Encore Michigan

Review: Hooray For ‘Nollywood’ at Open Book

Review January 23, 2023 David Kiley

TRENTON, MI–Here’s what is great about “Nollywood Dreams,” now being presented at The Open Book Theatre here. Like me, I bet there are many who were not even aware of the Nigerian film industry, a prolifici industry of entertainment in Africa. The play, written by Ghanian-American playwright Joselyn Bioh, succeeds in opening a door unknown to a lot of us in Michigan into a world of characters and culture that doesn’t get a lot  of recognition in the U.S.

Bioh’s characterizations are somewhat broad, but no broader than Hollywood’s traditions of milking formula stories. There is the unknown young woman dreams of a career in film. There is the Snarky sister who tries to squash her dreams. The movie director isn’t all he says he is. The diva actress who tries to keep the unknown, who is better than she is, in the wings. The leading film actor who has a jones for the unknown actress instead of the diva. It’s like All About Eve meets the A Star is Born, only in Nigeria.

Ashley M. Lyle plays aspiring actress Ayamma wonderfully, with a great sense of comic timing and facial acting. She and her sister, Dede (Krystle Dellihue)), work by day their father’s travel agency. Ayamma knows the film director, Gbenga Ezie (Sealoyd Jones III) about to produce a film, and she has been learning lines and working up to what she hopes is her big break.  Ms. Dellihue plays her role extremely well–snarky, sarcastic, bored with the travel agency, fixated on a soap opera and tongue-tied when she meets Wale Owusu (Nate John Mark) the Sidney Portier of Nollywood.
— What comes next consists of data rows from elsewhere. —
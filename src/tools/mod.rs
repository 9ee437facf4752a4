//! Tool registry and dispatcher (spec §6.2). Real tool implementations
//! (file/network/shell access) are an external collaborator concern —
//! this module only defines the `Tool` trait a host registers against and
//! the dispatch path `llm_tool_use` nodes and the guardrail engine share.
//!
//! Grounded on the teacher's `tools::Tool` trait (`tools/trait.rs`) and
//! `tools::ToolRegistry` (`tools/registry.rs`): same name/spec/call shape,
//! trimmed of the teacher's built-in tool implementations (bash, file,
//! web, ...) which are out of scope — the registry here is populated
//! entirely by the embedder.

use std::collections::HashMap;
use std::sync::Arc;

use async_trait::async_trait;
use serde_json::Value;

use crate::message::ToolCall;

/// Declares a tool's name, description, and JSON argument schema — the
/// shape handed to the LLM provider when offering tools for a call.
#[derive(Clone, Debug)]
pub struct ToolSpec {
    pub name: String,
    pub description: String,
    pub input_schema: Value,
}

/// Error raised by a tool's own execution. Distinct from dispatch errors
/// (unknown tool name), which the registry reports separately.
#[derive(Debug, thiserror::Error)]
#[error("{0}")]
pub struct ToolError(pub String);

/// One callable tool. Implementations are supplied by the embedder; this
/// crate only consumes the trait through `ToolRegistry`.
#[async_trait]
pub trait Tool: Send + Sync {
    fn name(&self) -> &str;
    fn spec(&self) -> ToolSpec;
    async fn call(&self, args: Value) -> Result<String, ToolError>;
}

/// Registered tools, keyed by name. Shared across concurrent node
/// executions via `Arc`; interior tools are themselves `Send + Sync`, so
/// no additional locking is needed around the map once built.
#[derive(Clone, Default)]
pub struct ToolRegistry {
    tools: HashMap<String, Arc<dyn Tool>>,
}

impl ToolRegistry {
    pub fn new() -> Self {
        Self::default()
    }

    pub fn register(&mut self, tool: Arc<dyn Tool>) {
        self.tools.insert(tool.name().to_string(), tool);
    }

    pub fn has_tool(&self, name: &str) -> bool {
        self.tools.contains_key(name)
    }

    /// Which of `names` are not registered, for compile-time/run-time
    /// "missing tools" checks (spec §4.1 step 2).
    pub fn missing(&self, names: &[String]) -> Vec<String> {
        names
            .iter()
            .filter(|n| !self.has_tool(n))
            .cloned()
            .collect()
    }

    pub fn registered_names(&self) -> Vec<String> {
        self.tools.keys().cloned().collect()
    }

    /// Specs for the named tools, in the order requested — the shape a
    /// node offers to the LLM provider (spec §4.1 step 5).
    pub fn specs(&self, names: &[String]) -> Vec<ToolSpec> {
        names
            .iter()
            .filter_map(|n| self.tools.get(n).map(|t| t.spec()))
            .collect()
    }

    /// Dispatches one tool call, turning any execution error into a
    /// failed `ToolResult` rather than propagating it — a single bad tool
    /// call must not abort the node's inner loop (spec §4.1.1).
    ///
    /// Spec §4.1.1 step 2: a malformed argument payload does not abort the
    /// call — it synthesizes an empty argument record and still dispatches.
    pub async fn dispatch(&self, call: &ToolCall) -> crate::message::ToolResult {
        let args: Value = serde_json::from_str(&call.arguments).unwrap_or_else(|_| Value::Object(serde_json::Map::new()));

        let Some(tool) = self.tools.get(&call.name) else {
            return crate::message::ToolResult {
                call_id: call.id.clone(),
                name: call.name.clone(),
                success: false,
                output: format!("unknown tool: {}", call.name),
            };
        };

        match tool.call(args).await {
            Ok(output) => crate::message::ToolResult {
                call_id: call.id.clone(),
                name: call.name.clone(),
                success: true,
                output,
            },
            Err(e) => crate::message::ToolResult {
                call_id: call.id.clone(),
                name: call.name.clone(),
                success: false,
                output: e.0,
            },
        }
    }
}

#[cfg(test)]
mod tests {
    use super::*;

    struct EchoTool;

    #[async_trait]
    impl Tool for EchoTool {
        fn name(&self) -> &str {
            "echo"
        }
        fn spec(&self) -> ToolSpec {
            ToolSpec {
                name: "echo".into(),
                description: "echoes input".into(),
                input_schema: serde_json::json!({}),
            }
        }
        async fn call(&self, args: Value) -> Result<String, ToolError> {
            Ok(args.to_string())
        }
    }

    fn registry_with_echo() -> ToolRegistry {
        let mut r = ToolRegistry::new();
        r.register(Arc::new(EchoTool));
        r
    }

    #[test]
    fn missing_reports_unregistered_names() {
        let r = registry_with_echo();
        let missing = r.missing(&["echo".to_string(), "nope".to_string()]);
        assert_eq!(missing, vec!["nope".to_string()]);
    }

    #[tokio::test]
    async fn dispatch_unknown_tool_fails_softly() {
        let r = registry_with_echo();
        let call = ToolCall {
            id: Some("1".into()),
            name: "missing".into(),
            arguments: "{}".into(),
        };
        let result = r.dispatch(&call).await;
        assert!(!result.success);
        assert!(result.output.contains("unknown tool"));
    }

    #[tokio::test]
    async fn dispatch_invalid_json_synthesizes_empty_args_and_still_calls_tool() {
        let r = registry_with_echo();
        let call = ToolCall {
            id: Some("1".into()),
            name: "echo".into(),
            arguments: "not json".into(),
        };
        let result = r.dispatch(&call).await;
        assert!(result.success);
        assert_eq!(result.output, "{}");
    }

    #[tokio::test]
    async fn dispatch_success() {
        let r = registry_with_echo();
        let call = ToolCall {
            id: Some("1".into()),
            name: "echo".into(),
            arguments: "{\"x\":1}".into(),
        };
        let result = r.dispatch(&call).await;
        assert!(result.success);
        assert_eq!(result.output, "{\"x\":1}");
    }
}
The rest of the cast–Bre Jackson as diva actress Fayola Ogunleye and LaShanette ‘La La’ Harrison as talk-show host Adenikah. Directed by K Edmonds, the work of some cast members is difficult to parse, because a big part of the characters, as written by Bioh, depicts them as hammy, over-the-top, almost cartoonishly bad actors. The story takes place in the 1990s when I gather the Nigerian film industry was rife with terrible acting and cheesy story lines and show hosts. Ashley Lyle’s Ayamma character also makes “questionable” choices when auditioning in the story, though she handles the self-inflicted bad acting extremely well. It may sound odd to assert that acting badly on purpose is difficult to pull off well, but it is, yet Lyle keeps it under control in her audition scene to keep the comedy in tact.

Adenikah is a low-rent basement version of Oprah, but a bit smarmy and unctuous while also trying comedically to project as an earnest Earth Mother type. She pops in and out for comic relief, and the play calls for the theatre audience to be the studio audience for the show, complete with prompts to applaud, say “Awwwwww” or “Oooooooh.”

There is an arc to the play, but “Nollywood Dreams” mostly works to take us to a place we have never been, and shows us that ambition, skullduggery, lying, BS, looksism over competence, and dreams are pretty much the same culture to culture, continent to continent. And Bioh makes Nollywood Dreams a funny, charming celebration of what we have in common while illuminating our cultural differences for a better understanding of one another across the waters.

Gordon Mosely built a set designed by Drew Hall to encompass the travel agency, and a downstage set for the talk show. Harley Miah designed lighting, while Cheryl Zemke designed costumes and Ms. Edmonds handles sound design.

Definitely check it out for laughs and a window into another culture to see how similar we really are.